In 2021, The Wildlife Trusts Wales campaigned that Wales needs a "National Rainforest Strategy".

By 2023, the National Trust was operating a tree nursery in Snowdonia of 23471 ha to grow trees that can be then distributed to select locations in the area to maintain the health of local woodlands. It aims to grow 30,000 trees annually, especially of rare and endangered species, like Black poplar, or Climate change resilient trees, like Hornbeam, or just more biosecure and disease-resilient trees which are adapted to the localised climate of the rainforests. This is to stop any further deterioration of the rainforests due to invasive species, like Ash dieback.

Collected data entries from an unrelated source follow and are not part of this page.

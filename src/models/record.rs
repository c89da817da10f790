use std::collections::BTreeMap;

use serde::{Deserialize, Deserializer, Serialize};

/// 默认跟踪的8个指数
pub const DEFAULT_INDEX_NAMES: [&str; 8] = [
    "上证指数", "深证成指", "创业板指", "科创50", "北证50", "沪深300", "中证1000", "中证2000",
];

/// 每日情绪记录（持久化单位，按日期唯一）
#[derive(Debug, Clone, PartialEq, Serialize, Deserialize)]
pub struct SentimentRecord {
    pub date: String,
    #[serde(default = "default_indices")]
    pub indices: Vec<IndexEntry>,
    /// 两市成交额（亿）
    #[serde(default)]
    pub total_volume: f64,
    /// 较昨日增减（亿）
    #[serde(default)]
    pub volume_delta: f64,
    #[serde(default)]
    pub limit_up_count: u32,
    #[serde(default)]
    pub limit_down_count: u32,
    /// 炸板率（%）
    #[serde(default)]
    pub broken_rate: f64,
    #[serde(default)]
    pub top_sectors: [TopSector; 3],
    #[serde(default)]
    pub ladder: Ladder,
    #[serde(default)]
    pub dragon: String,
    #[serde(default)]
    pub dragon_status: DragonStatus,
    #[serde(default)]
    pub mid_army: String,
    #[serde(default)]
    pub watchlist: Vec<WatchItem>,
    #[serde(default)]
    pub trend: Option<Trend>,
    /// 昨日涨停今日表现（%）
    #[serde(default)]
    pub yesterday_gain: f64,
    /// 核按钮（跌停/大面）家数
    #[serde(default)]
    pub nuclear_count: u32,
    /// 整体晋级率（%）
    #[serde(default)]
    pub promotion_rate: f64,
    #[serde(default, deserialize_with = "deserialize_score")]
    pub score: u8,
    #[serde(default)]
    pub stage: Stage,
    #[serde(default)]
    pub ai_analysis: String,
}

impl SentimentRecord {
    /// 零值记录
    pub fn new(date: &str) -> Self {
        Self {
            date: date.to_string(),
            indices: default_indices(),
            total_volume: 0.0,
            volume_delta: 0.0,
            limit_up_count: 0,
            limit_down_count: 0,
            broken_rate: 0.0,
            top_sectors: Default::default(),
            ladder: Ladder::default(),
            dragon: String::new(),
            dragon_status: DragonStatus::default(),
            mid_army: String::new(),
            watchlist: vec![],
            trend: None,
            yesterday_gain: 0.0,
            nuclear_count: 0,
            promotion_rate: 0.0,
            score: 0,
            stage: Stage::default(),
            ai_analysis: String::new(),
        }
    }

    /// 手动设定分数，超过100截断
    pub fn set_score(&mut self, score: i64) {
        self.score = score.clamp(0, 100) as u8;
    }

    /// 去空白后的非空板块名
    pub fn sector_names(&self) -> Vec<String> {
        self.top_sectors
            .iter()
            .map(|s| s.name.trim())
            .filter(|n| !n.is_empty())
            .map(|n| n.to_string())
            .collect()
    }
}

fn default_indices() -> Vec<IndexEntry> {
    DEFAULT_INDEX_NAMES
        .iter()
        .map(|name| IndexEntry {
            name: name.to_string(),
            change_pct: 0.0,
            ma5: MaPosition::Above,
        })
        .collect()
}

fn deserialize_score<'de, D>(deserializer: D) -> Result<u8, D::Error>
where
    D: Deserializer<'de>,
{
    let raw = f64::deserialize(deserializer)?;
    Ok(raw.round().clamp(0.0, 100.0) as u8)
}

#[derive(Debug, Clone, PartialEq, Serialize, Deserialize)]
pub struct IndexEntry {
    pub name: String,
    #[serde(default)]
    pub change_pct: f64,
    #[serde(default)]
    pub ma5: MaPosition,
}

/// 相对5日均线的位置
#[derive(Debug, Clone, Copy, PartialEq, Eq, Serialize, Deserialize, Default)]
pub enum MaPosition {
    #[default]
    #[serde(rename = "above")]
    Above,
    #[serde(rename = "below")]
    Below,
}

#[derive(Debug, Clone, PartialEq, Serialize, Deserialize, Default)]
pub struct TopSector {
    #[serde(default)]
    pub name: String,
    #[serde(default)]
    pub gain_pct: f64,
    #[serde(default)]
    pub limit_up_count: u32,
    /// 板块成交额（亿）
    #[serde(default)]
    pub volume: f64,
}

#[derive(Debug, Clone, PartialEq, Serialize, Deserialize, Default)]
pub struct WatchItem {
    #[serde(default)]
    pub name: String,
    #[serde(default)]
    pub concept: String,
    #[serde(default)]
    pub plan: String,
}

/// 龙头状态
#[derive(Debug, Clone, Copy, PartialEq, Eq, Serialize, Deserialize, Default)]
pub enum DragonStatus {
    #[default]
    #[serde(rename = "accelerate")]
    Accelerate,
    #[serde(rename = "divergence")]
    Divergence,
    #[serde(rename = "broken")]
    Broken,
    #[serde(rename = "revive")]
    Revive,
}

impl DragonStatus {
    pub fn label(&self) -> &'static str {
        match self {
            DragonStatus::Accelerate => "加速",
            DragonStatus::Divergence => "分歧",
            DragonStatus::Broken => "断板",
            DragonStatus::Revive => "反包",
        }
    }
}

/// 大盘走势形态
#[derive(Debug, Clone, Copy, PartialEq, Eq, Serialize, Deserialize)]
pub enum Trend {
    #[serde(rename = "v_reversal")]
    VReversal,
    #[serde(rename = "rising")]
    Rising,
    #[serde(rename = "sideways")]
    Sideways,
    #[serde(rename = "falling")]
    Falling,
    #[serde(rename = "cliff_drop")]
    CliffDrop,
}

impl Trend {
    pub fn label(&self) -> &'static str {
        match self {
            Trend::VReversal => "V型反转",
            Trend::Rising => "震荡上行",
            Trend::Sideways => "横盘震荡",
            Trend::Falling => "震荡下行",
            Trend::CliffDrop => "断崖下跌",
        }
    }
}

/// 情绪周期阶段
#[derive(Debug, Clone, Copy, PartialEq, Eq, Serialize, Deserialize, Default)]
pub enum Stage {
    #[serde(rename = "climax")]
    Climax,
    #[serde(rename = "main_rise")]
    MainRise,
    #[serde(rename = "divergence")]
    Divergence,
    #[serde(rename = "repair")]
    Repair,
    #[serde(rename = "ebb")]
    Ebb,
    #[default]
    #[serde(rename = "ice_point")]
    IcePoint,
}

impl Stage {
    pub const ALL: [Stage; 6] = [
        Stage::Climax,
        Stage::MainRise,
        Stage::Divergence,
        Stage::Repair,
        Stage::Ebb,
        Stage::IcePoint,
    ];

    pub fn label(&self) -> &'static str {
        match self {
            Stage::Climax => "高潮",
            Stage::MainRise => "主升",
            Stage::Divergence => "分歧",
            Stage::Repair => "修复",
            Stage::Ebb => "退潮",
            Stage::IcePoint => "冰点",
        }
    }

    /// 中文标签或英文标识都可识别（AI 输出的 [STAGE:xxx] 标签用）
    pub fn parse_label(text: &str) -> Option<Stage> {
        let text = text.trim();
        Stage::ALL.into_iter().find(|s| {
            s.label() == text
                || serde_json::to_value(s)
                    .ok()
                    .and_then(|v| v.as_str().map(|k| k.eq_ignore_ascii_case(text)))
                    .unwrap_or(false)
        })
    }
}

/// 连板高度，Five 表示5板及以上
#[derive(Debug, Clone, Copy, PartialEq, Eq, PartialOrd, Ord, Hash)]
pub enum LadderLevel {
    One,
    Two,
    Three,
    Four,
    FivePlus,
}

impl LadderLevel {
    pub const ALL: [LadderLevel; 5] = [
        LadderLevel::One,
        LadderLevel::Two,
        LadderLevel::Three,
        LadderLevel::Four,
        LadderLevel::FivePlus,
    ];

    pub fn key(&self) -> &'static str {
        match self {
            LadderLevel::One => "1",
            LadderLevel::Two => "2",
            LadderLevel::Three => "3",
            LadderLevel::Four => "4",
            LadderLevel::FivePlus => "5",
        }
    }

    pub fn from_key(key: &str) -> Option<LadderLevel> {
        LadderLevel::ALL.into_iter().find(|l| l.key() == key.trim())
    }

    fn index(&self) -> usize {
        *self as usize
    }
}

#[derive(Debug, Clone, PartialEq, Serialize, Deserialize, Default)]
pub struct LadderEntry {
    #[serde(default)]
    pub count: u32,
    #[serde(default)]
    pub stock: String,
    #[serde(default)]
    pub concept: String,
    /// 晋级率（%）
    #[serde(default)]
    pub promotion_rate: f64,
}

/// 连板梯队，五个档位恒定存在
#[derive(Debug, Clone, PartialEq, Default, Serialize, Deserialize)]
#[serde(from = "BTreeMap<String, LadderEntry>", into = "BTreeMap<String, LadderEntry>")]
pub struct Ladder {
    levels: [LadderEntry; 5],
}

impl Ladder {
    pub fn get(&self, level: LadderLevel) -> &LadderEntry {
        &self.levels[level.index()]
    }

    pub fn get_mut(&mut self, level: LadderLevel) -> &mut LadderEntry {
        &mut self.levels[level.index()]
    }

    pub fn iter(&self) -> impl Iterator<Item = (LadderLevel, &LadderEntry)> {
        LadderLevel::ALL.into_iter().zip(self.levels.iter())
    }
}

impl From<BTreeMap<String, LadderEntry>> for Ladder {
    fn from(map: BTreeMap<String, LadderEntry>) -> Self {
        let mut ladder = Ladder::default();
        for (key, entry) in map {
            match LadderLevel::from_key(&key) {
                Some(level) => *ladder.get_mut(level) = entry,
                None => log::warn!("忽略未知连板档位: {}", key),
            }
        }
        ladder
    }
}

impl From<Ladder> for BTreeMap<String, LadderEntry> {
    fn from(ladder: Ladder) -> Self {
        LadderLevel::ALL
            .into_iter()
            .zip(ladder.levels)
            .map(|(level, entry)| (level.key().to_string(), entry))
            .collect()
    }
}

Other lands the National Trust manage are multiple remnants of rainforests such as those of Hafod Garregog, near Porthmadog.

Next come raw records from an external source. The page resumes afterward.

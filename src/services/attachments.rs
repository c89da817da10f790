use std::collections::VecDeque;
use std::path::Path;

use anyhow::{anyhow, Context, Result};
use base64::Engine;

use crate::models::ai::Attachment;

/// 按扩展名判断 MIME；不认识的文件直接拒绝
pub fn mime_for(path: &Path) -> Option<&'static str> {
    let ext = path.extension()?.to_str()?.to_ascii_lowercase();
    let mime = match ext.as_str() {
        "png" => "image/png",
        "jpg" | "jpeg" => "image/jpeg",
        "webp" => "image/webp",
        "gif" => "image/gif",
        "pdf" => "application/pdf",
        "txt" => "text/plain",
        "md" => "text/markdown",
        "csv" => "text/csv",
        "json" => "application/json",
        _ => return None,
    };
    Some(mime)
}

/// 整个文件读入内存后 base64 编码
pub async fn read_attachment(path: &Path) -> Result<Attachment> {
    let mime_type = mime_for(path)
        .ok_or_else(|| anyhow!("不支持的附件类型: {}", path.display()))?;
    let bytes = tokio::fs::read(path)
        .await
        .with_context(|| format!("读取附件 {} 失败", path.display()))?;
    let file_name = path
        .file_name()
        .map(|n| n.to_string_lossy().to_string())
        .unwrap_or_default();

    log::debug!("附件 {} ({}, {} 字节)", file_name, mime_type, bytes.len());

    Ok(Attachment {
        file_name,
        mime_type: mime_type.to_string(),
        base64_data: base64::engine::general_purpose::STANDARD.encode(&bytes),
    })
}

/// 附件队列，超过上限时淘汰最早加入的
#[derive(Debug, Clone)]
pub struct AttachmentQueue {
    items: VecDeque<Attachment>,
    capacity: usize,
}

impl AttachmentQueue {
    pub fn new(capacity: usize) -> Self {
        Self {
            items: VecDeque::new(),
            capacity: capacity.max(1),
        }
    }

    /// 返回被淘汰的附件
    pub fn push(&mut self, attachment: Attachment) -> Option<Attachment> {
        self.items.push_back(attachment);
        if self.items.len() > self.capacity {
            self.items.pop_front()
        } else {
            None
        }
    }

    pub fn set_capacity(&mut self, capacity: usize) {
        self.capacity = capacity.max(1);
        while self.items.len() > self.capacity {
            self.items.pop_front();
        }
    }

    pub fn items(&self) -> Vec<Attachment> {
        self.items.iter().cloned().collect()
    }

    pub fn names(&self) -> Vec<String> {
        self.items.iter().map(|a| a.file_name.clone()).collect()
    }

    pub fn len(&self) -> usize {
        self.items.len()
    }

    pub fn is_empty(&self) -> bool {
        self.items.is_empty()
    }

    pub fn clear(&mut self) {
        self.items.clear();
    }
}
use std::collections::HashMap;

use serde::{Deserialize, Serialize};

use crate::models::record::SentimentRecord;

/// 默认回看的已存记录数
pub const DEFAULT_WINDOW: usize = 5;

/// 持续性板块：近几日反复出现在前三板块里的名字
#[derive(Debug, Clone, PartialEq, Eq, Serialize, Deserialize)]
pub struct SectorPersistence {
    pub name: String,
    pub count: u32,
}

pub struct PersistenceAnalyzer;

impl PersistenceAnalyzer {
    /// 当前工作记录 + 最近 `DEFAULT_WINDOW` 条已存记录。
    /// `history` 须按日期降序（记录库的顺序）。
    pub fn analyze(current: &SentimentRecord, history: &[SentimentRecord]) -> Vec<SectorPersistence> {
        Self::analyze_with_window(current, history, DEFAULT_WINDOW)
    }

    pub fn analyze_with_window(
        current: &SentimentRecord,
        history: &[SentimentRecord],
        window: usize,
    ) -> Vec<SectorPersistence> {
        // 只看最近 window 条；其中的同日记录由工作副本代替，不往后补
        let recent: Vec<Vec<String>> = history
            .iter()
            .take(window)
            .filter(|r| r.date != current.date)
            .map(|r| r.sector_names())
            .collect();

        Self::count_names(&current.sector_names(), &recent)
    }

    /// 纯计数：每一天的名字各计一次，保留出现 ≥2 次的，按次数降序，同次数保持首次出现顺序
    pub fn count_names(current: &[String], recent_days: &[Vec<String>]) -> Vec<SectorPersistence> {
        let mut order: Vec<String> = Vec::new();
        let mut counts: HashMap<String, u32> = HashMap::new();

        let days = std::iter::once(current).chain(recent_days.iter().map(|d| d.as_slice()));
        for day in days {
            let mut seen_today: Vec<&str> = Vec::new();
            for name in day {
                let name = name.trim();
                if name.is_empty() || seen_today.contains(&name) {
                    continue;
                }
                seen_today.push(name);
                let entry = counts.entry(name.to_string()).or_insert_with(|| {
                    order.push(name.to_string());
                    0
                });
                *entry += 1;
            }
        }

        let mut result: Vec<SectorPersistence> = order
            .into_iter()
            .filter_map(|name| {
                let count = counts.get(&name).copied().unwrap_or(0);
                (count >= 2).then_some(SectorPersistence { name, count })
            })
            .collect();

        // sort_by 是稳定排序
        result.sort_by(|a, b| b.count.cmp(&a.count));
        result
    }
}
use serde::Serialize;

use crate::models::record::Stage;
use crate::services::classifier::{ClassifierInput, SentimentClassifier};
use crate::services::persistence::SectorPersistence;
use crate::AppState;

#[derive(Debug, Clone, Serialize)]
pub struct RuleHit {
    pub label: String,
    pub delta: i32,
}

#[derive(Debug, Clone, Serialize)]
pub struct ClassificationReport {
    pub score: u8,
    pub stage: Stage,
    pub stage_label: String,
    pub rules: Vec<RuleHit>,
}

/// 工作记录 + 最近已存记录中的持续性板块
pub async fn get_persistent_sectors(
    state: &AppState,
) -> Result<Vec<SectorPersistence>, String> {
    let settings = state.settings().map_err(|e| e.to_string())?;
    let store = state.records().map_err(|e| e.to_string())?;
    let session = state.session().map_err(|e| e.to_string())?;
    session
        .persistent_sectors(&store, settings.persistence_window)
        .map_err(|e| e.to_string())
}

/// 试算工作记录的分数和阶段（不写回）
pub async fn classify_working_record(
    state: &AppState,
) -> Result<ClassificationReport, String> {
    let session = state.session().map_err(|e| e.to_string())?;
    let input = ClassifierInput::from(&session.working);
    let result = SentimentClassifier::classify(&input);
    let rules = SentimentClassifier::matched_rules(&input)
        .into_iter()
        .map(|r| RuleHit {
            label: r.label.to_string(),
            delta: r.delta,
        })
        .collect();
    Ok(ClassificationReport {
        score: result.score,
        stage: result.stage,
        stage_label: result.stage.label().to_string(),
        rules,
    })
}

#[cfg(test)]
mod tests {
    use super::*;
    use crate::models::record::{SentimentRecord, TopSector};

    fn with_sectors(date: &str, names: &[&str]) -> SentimentRecord {
        let mut r = SentimentRecord::new(date);
        for (slot, name) in r.top_sectors.iter_mut().zip(names) {
            *slot = TopSector {
                name: name.to_string(),
                ..Default::default()
            };
        }
        r
    }

    #[tokio::test]
    async fn test_persistent_sectors_from_store() {
        let state = AppState::in_memory().unwrap();
        let store = state.records().unwrap();
        store.upsert(with_sectors("2024-03-06", &["AI", "机器人"])).unwrap();
        store.upsert(with_sectors("2024-03-07", &["AI", "低空经济"])).unwrap();

        state
            .session()
            .unwrap()
            .replace_working(with_sectors("2024-03-08", &["AI", "低空经济", "算力"]));

        let result = get_persistent_sectors(&state).await.unwrap();
        assert_eq!(
            result,
            vec![
                SectorPersistence { name: "AI".to_string(), count: 3 },
                SectorPersistence { name: "低空经济".to_string(), count: 2 },
            ]
        );
    }

    #[tokio::test]
    async fn test_classification_report_lists_rules() {
        let state = AppState::in_memory().unwrap();
        {
            let mut session = state.session().unwrap();
            session.working.limit_up_count = 10;
            session.working.limit_down_count = 20;
        }
        let report = classify_working_record(&state).await.unwrap();
        assert_eq!(report.score, 20);
        assert_eq!(report.stage, Stage::IcePoint);
        assert_eq!(report.stage_label, "冰点");
        assert_eq!(report.rules.len(), 2);
        // 记录本身不变
        assert_eq!(state.session().unwrap().working.score, 0);
    }
}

In 2023, the Wildlife Trusts announced a project to restore and expand the rainforests across the British Isles, following a donation of £38 million from Aviva. The project will focus on Bryn Ifan in Gwynedd (under the North Wales Wildlife Trust), as well as Creg y Cowin on the Isle of Man.

In July 2023, £247,194 was awarded to Dŵr Cymru Welsh Water, to protect the Celtic rainforest in the Elan Valley.

==List of known rainforests==
The Celtic rainforests in Wales are mainly situated in North Wales and Mid Wales, particularly river valleys of Ceredigion, Gwynedd (specifically Snowdonia) and Powys.

Some examples include:

- Coed Llechwedd Einion (Powys)
- Coed Cwm Einion (Ceredigion) – within Dyfi Biosphere, sometimes "Artists Valley".
- Coed Felenrhyd and Llennyrch (Snowdonia/Eryri) – Sometimes the "Meirionnydd Oakwoods"
- Coed Cymerau Isaf (Snowdonia/Eryri)
- Coed Ganllwyd (Snowdonia/Eryri)
- Coed Cadair (Snowdonia/Eryri)
- Coed Cors y Gedol (Snowdonia/Eryri)
- Coed Crafnant nature reserve
- "Cambrian Wildwood"
- Cwm Doethie – Mynydd Mallaen

The Woodland Trust acquired Coed Felenrhyd in 1991, and embarked on a programme to clear the area of the invasive rhododendron and to thin its conifers, which were planted after World War II and have stifled its ancient trees. The reserve was extended to Llennyrch Farm in 2015, after the trust purchased it. The Woodland Trust is the largest owner of Britain's existing rainforests, managing 3% of Wales' rainforests.

=== Historic extent ===
In 2022, the "Lost Rainforests of Britain" campaign launched an online map, using an index of hygrothermy showing the estimated historic/potential location of these rainforests in Great Britain. It estimated that up to 20% of Great Britain could have been suitable for these rainforests, with almost half of Wales fitting the criteria. Snowdonia and the Elenydd were identified as major areas containing zones of hypothesised temperate rainforests.